PhD Thesis Defense | Jozef Janovec

Cement and concrete are of immense importance to society as concrete is the most widely produced and, after water, the second most used material on Earth. Traditionally, research in the field of construction materials has focused primarily on the mechanical properties of concrete. However, significant carbon footprint of buildings has attracted new scientific interests that aim to reduce CO$_2$ emissions. As one of the potential solutions, photonic concrete (PC) has been proposed as an innovative construction material. By incorporating photonic and radiative cooling functionalities into cement-based materials, PC represents a promising candidate for the next-generation thermal envelopes and insulation for effective thermal regulation of modern buildings and cities. In particular, PC has attracted growing interest for daytime radiative cooling applications. These technologies offer an improved energy-efficiency with the potential to substantially reduce the demand for air-conditioning, which is an important contributor to global energy consumption.

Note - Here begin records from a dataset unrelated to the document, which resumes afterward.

impl ExchangeBalanceRegistry {
    /// Create an empty registry.
    pub fn new(
        api: Arc<dyn ExchangeApi>,
        tasks: Arc<TaskRegistry>,
        assets: Arc<dyn AssetResolver>,
        prices: Arc<dyn PriceFeed>,
        status: Arc<StatusStore>,
        notifier: Arc<dyn Notifier>,
    ) -> Self {
        Self {
            state: Arc::new(RwLock::new(RegistryState::default())),
            api,
            tasks,
            assets,
            prices,
            status,
            notifier,
        }
    }

    // ========================================================================
    // Reads
    // ========================================================================

    /// Configured accounts, in configuration order.
    pub async fn accounts(&self) -> Vec<ExchangeAccount> {
        self.state.read().await.accounts.clone()
    }

    /// Raw balance sheets of every location.
    pub async fn balances(&self) -> ExchangeBalances {
        self.state.read().await.balances.clone()
    }

    /// Balance sheet of one location, if fetched.
    pub async fn sheet(&self, location: Location) -> Option<ExchangeBalanceSheet> {
        self.state.read().await.balances.get(&location).cloned()
    }

    /// Assets held on `location`, highest value first.
    pub async fn location_balances(&self, location: Location) -> Vec<AssetEntry> {
        let state = self.state.read().await;
        state
            .balances
            .get(&location)
            .map(|sheet| aggregation::sorted_assets(sheet, self.assets.as_ref()))
            .unwrap_or_default()
    }

    /// Total value per location, highest first.
    pub async fn exchange_totals(&self) -> Vec<LocationTotal> {
        let state = self.state.read().await;
        aggregation::location_totals(&state.balances, self.assets.as_ref())
    }

    /// Holdings per canonical asset across every location.
    pub async fn aggregated_balances(&self) -> BTreeMap<String, AssetBalance> {
        let state = self.state.read().await;
        aggregation::aggregate_by_asset(&state.balances, self.assets.as_ref())
    }

    /// Locations holding `asset`.
    pub async fn asset_breakdown(&self, asset: &str) -> Vec<LocationBreakdown> {
        let state = self.state.read().await;
        aggregation::asset_breakdown(&state.balances, asset, self.assets.as_ref())
    }

    /// Total per location label after applying `convert` to every value.
    pub async fn converted_totals<F>(&self, convert: F) -> BTreeMap<String, Decimal>
    where
        F: Fn(Decimal) -> Decimal,
    {
        let state = self.state.read().await;
        aggregation::converted_totals(&state.balances, self.assets.as_ref(), convert)
    }

    /// Loading status of the balances section.
    pub fn balances_status(&self) -> Status {
        self.status.status(Section::ExchangeBalances)
    }

    /// Suffix for the next account of `location`.
    pub async fn exchange_nonce(&self, location: Location) -> usize {
        aggregation::exchange_nonce(&self.state.read().await.accounts, location)
    }

    /// Default label for the next account of `location`.
    pub async fn suggested_account_name(&self, location: Location) -> String {
        aggregation::suggested_account_name(&self.state.read().await.accounts, location)
    }

    // ========================================================================
    // Account mutations
    // ========================================================================

    /// Replace the account list with the accounts configured on the backend.
    ///
    /// Balance sheets of locations that are no longer configured are dropped.
    pub async fn load_accounts(&self) -> Result<usize> {
        let accounts = self.api.list_exchanges().await?;
        let count = accounts.len();

        let mut state = self.state.write().await;
        state.accounts = accounts;
        let RegistryState { accounts, balances } = &mut *state;
        balances.retain(|location, _| accounts.iter().any(|a| a.location == *location));

        tracing::info!(count, "Loaded configured exchanges");
        Ok(count)
    }

    /// Append an account.
    ///
    /// Fails with [`AppError::DuplicateAccount`] if the (name, location) pair
    /// is already configured.
    pub async fn add_account(&self, account: ExchangeAccount) -> Result<()> {
        let mut state = self.state.write().await;
        if state.position(&account.name, account.location).is_some() {
            return Err(AppError::DuplicateAccount {
                name: account.name,
                location: account.location,
            });
        }

        tracing::debug!(name = %account.name, location = %account.location, "Adding exchange");
        state.accounts.push(account);
        Ok(())
    }

    /// Update the name and settings of `existing` in place.
    ///
    /// `existing` is matched by name and location and carries the new
    /// settings. A missing account is an [`AppError::InvariantViolation`];
    /// renaming onto another account of the same location is an
    /// [`AppError::DuplicateAccount`].
    pub async fn edit_account(
        &self,
        existing: &ExchangeAccount,
        new_name: Option<&str>,
    ) -> Result<()> {
        let mut state = self.state.write().await;
        let index = state.position(&existing.name, existing.location).ok_or_else(|| {
            AppError::InvariantViolation {
                name: existing.name.clone(),
                location: existing.location,
            }
        })?;

        if let Some(new_name) = renamed(existing, new_name) {
            if state.position(new_name, existing.location).is_some() {
                return Err(AppError::DuplicateAccount {
                    name: new_name.to_string(),
                    location: existing.location,
                });
            }
        }

        let account = &mut state.accounts[index];
        if let Some(new_name) = new_name {
            account.name = new_name.to_string();
        }
        account.settings = existing.settings.clone();

        tracing::debug!(name = %account.name, location = %account.location, "Edited exchange");
        Ok(())
    }

    /// Remove an account on the backend, then locally.
    ///
    /// Returns whether the backend removed it. Recoverable failures are shown
    /// as a message and reported as `false`; an account missing from the local
    /// list after a successful removal is returned as an error.
    pub async fn remove_account(&self, account: &ExchangeAccount) -> Result<bool> {
        let result = self.try_remove_account(account).await;
        self.contain("Remove exchange", result)
    }

    async fn try_remove_account(&self, account: &ExchangeAccount) -> Result<bool> {
        if !self.api.remove_exchange(account).await? {
            return Ok(false);
        }

        let accounts_remain = {
            let mut state = self.state.write().await;
            let index = state.position(&account.name, account.location).ok_or_else(|| {
                AppError::InvariantViolation {
                    name: account.name.clone(),
                    location: account.location,
                }
            })?;

            state.accounts.remove(index);
            if !state.has_location(account.location) {
                state.balances.remove(&account.location);
            }
            !state.accounts.is_empty()
        };

        tracing::info!(name = %account.name, location = %account.location, "Removed exchange");

        if accounts_remain {
            self.fetch_all_configured_balances(false).await;
        }
        Ok(true)
    }

    /// Add (`is_edit == false`) or edit an account on the backend, then
    /// locally, and fetch its balances.
    pub async fn setup_account(&self, payload: ExchangeSetupPayload, is_edit: bool) -> Result<bool> {
        let result = self.try_setup_account(payload, is_edit).await;
        self.contain("Exchange setup", result)
    }

    async fn try_setup_account(&self, payload: ExchangeSetupPayload, is_edit: bool) -> Result<bool> {
        let location = payload.location;

        let target = if is_edit {
            payload.new_name.as_deref().filter(|new_name| *new_name != payload.name)
        } else {
            Some(payload.name.as_str())
        };
        if let Some(name) = target {
            if self.state.read().await.position(name, location).is_some() {
                return Err(AppError::DuplicateAccount { name: name.to_string(), location });
            }
        }

        if !self.api.setup_exchange(&payload, is_edit).await? {
            return Ok(false);
        }

        let account = ExchangeAccount {
            name: payload.name.clone(),
            location,
            settings: payload.settings.clone(),
        };

        if is_edit {
            self.edit_account(&account, payload.new_name.as_deref()).await?;
        } else {
            self.add_account(account).await?;
        }

        self.fetch_balances(location, false).await;
        Ok(true)
    }

    // ========================================================================
    // Balance sync
    // ========================================================================

    /// Fetch the balances of `location` and replace its sheet.
    ///
    /// Does nothing while a fetch for the same location is running. Failures
    /// raise a notification; the section status then reflects the remaining
    /// fetches and the sheets already loaded.
    pub async fn fetch_balances(&self, location: Location, ignore_cache: bool) -> FetchOutcome {
        let title = format!("Fetching {} balances", location.label());
        let meta = TaskMeta::for_location(title, location);
        let Some(pending) = self.tasks.reserve(TaskKind::QueryExchangeBalances, meta) else {
            tracing::debug!(location = %location, "Balance fetch already in flight");
            return FetchOutcome::Skipped;
        };

        let section = Section::ExchangeBalances;
        self.status.set_status(section, self.status.loading_status(section));

        match self.query_balances(pending, location, ignore_cache).await {
            Ok(sheet) => {
                let mut state = self.state.write().await;
                if !state.has_location(location) {
                    tracing::debug!(location = %location, "Discarding balances of removed exchange");
                    drop(state);
                    self.settle_balances_status().await;
                    return FetchOutcome::Skipped;
                }

                tracing::info!(
                    location = %location,
                    assets = sheet.len(),
                    "Exchange balances loaded"
                );
                state.balances.insert(location, sheet);
                drop(state);

                self.status.set_status(section, Status::Loaded);
                FetchOutcome::Loaded
            }
            Err(e) => {
                self.notifier.notify(Notification::new(
                    format!("{} balances", location.label()),
                    format!("Failed to fetch the balances of {}: {}", location.label(), e),
                ));
                self.settle_balances_status().await;
                FetchOutcome::Failed
            }
        }
    }

    /// Section status after a fetch that loaded nothing. Must run once the
    /// fetch's own task slot is released.
    async fn settle_balances_status(&self) {
        let section = Section::ExchangeBalances;
        if self.tasks.is_task_running(TaskKind::QueryExchangeBalances, None) {
            if !self.status.is_loading(section) {
                self.status.set_status(section, Status::Refreshing);
            }
        } else if self.state.read().await.balances.is_empty() {
            self.status.reset_status(section);
        } else {
            self.status.set_status(section, Status::Loaded);
        }
    }

    async fn query_balances(
        &self,
        pending: PendingTask,
        location: Location,
        ignore_cache: bool,
    ) -> Result<ExchangeBalanceSheet> {
        let task_id = self.api.query_exchange_balances(location, ignore_cache).await?;
        let payload = self.tasks.await_task(pending, task_id).await?;

        let raw: HashMap<String, RawAssetBalance> =
            serde_json::from_value(payload).map_err(|e| {
                AppError::Validation(format!("Unexpected {} balance payload: {}", location, e))
            })?;

        Ok(aggregation::merge_sheet(raw, self.assets.as_ref(), self.prices.as_ref()))
    }

    /// Fetch the balances of every configured account, one after another.
    pub async fn fetch_all_configured_balances(&self, force_refresh: bool) {
        for account in self.accounts().await {
            self.fetch_balances(account.location, force_refresh).await;
        }
    }

    /// Re-value every balance with the new `prices`.
    pub async fn apply_price_update(&self, prices: &HashMap<String, Decimal>) {
        let mut state = self.state.write().await;
        state.balances = aggregation::reprice(&state.balances, prices);
    }

    /// Turn recoverable errors into a user message and a `false` result.
    pub(super) fn contain(&self, title: &str, result: Result<bool>) -> Result<bool> {
        match result {
            Ok(success) => Ok(success),
            Err(e) if e.is_fatal() => {
                tracing::error!(error = %e, "{} left the exchange list out of sync", title);
                Err(e)
            }
            Err(e) => {
                self.notifier.set_message(Message::error(title, e.to_string()));
                Ok(false)
            }
        }
    }
}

Beyond energy savings at the building scale, large-scale use of radiative cooling materials could play an important role in mitigating the urban heat island effect, a phenomenon caused by excessive heat absorption and limited night-time cooling in densely built areas.

Radiative cooling is based on a passive dissipation of heat into outer space by emitting thermal radiation through the atmospheric transparency window (ATW) in the infrared (IR) wavelength range of 8-13 µm. Most of the radiation emitted within this spectral window is not absorbed by the atmosphere and escapes directly into space, without contributing to atmospheric warming. As a result, PC could decrease its surface temperatures even under a direct solar irradiation.

In order to study the radiative cooling potential of construction materials, we describe the light-matter interaction, absorption, thermal emissivity and reflectance of concrete-related materials. Our analysis ranges from the simple cement-forming oxides, raw materials and additives, through the most important cement phases, to hydrated concrete phases. Description of radiative properties requires calculation of the optical properties of cement, concrete and related phases. For this purpose, we used density functional theory (DFT) calculations, the GW method and the solution of the Bethe-Salpeter equation (BSE), which accounts for the many-body electron-hole interactions necessary to obtain an accurate description of the optical spectra.

In order to evaluate the size-dependent optical properties, we applied Mie theory, multiple sphere T-matrix method (MSTM) and the Hapke model to calculate scattering, albedo, emissivity, reflectance and absorbance. We analyzed selective emissivity, net radiated powers, and solar reflectance of the studied cement and concrete phases. Hydrated calcium silicates were identified as the most promising candidates for radiative cooling applications due to their low solar losses, high reflectance, and strong thermal emission. In general, many phases that naturally occur in concrete exhibit intrinsic passive cooling capability. These findings demonstrate that cement and concrete are not only construction materials but also promising platforms for radiative cooling applications and beyond.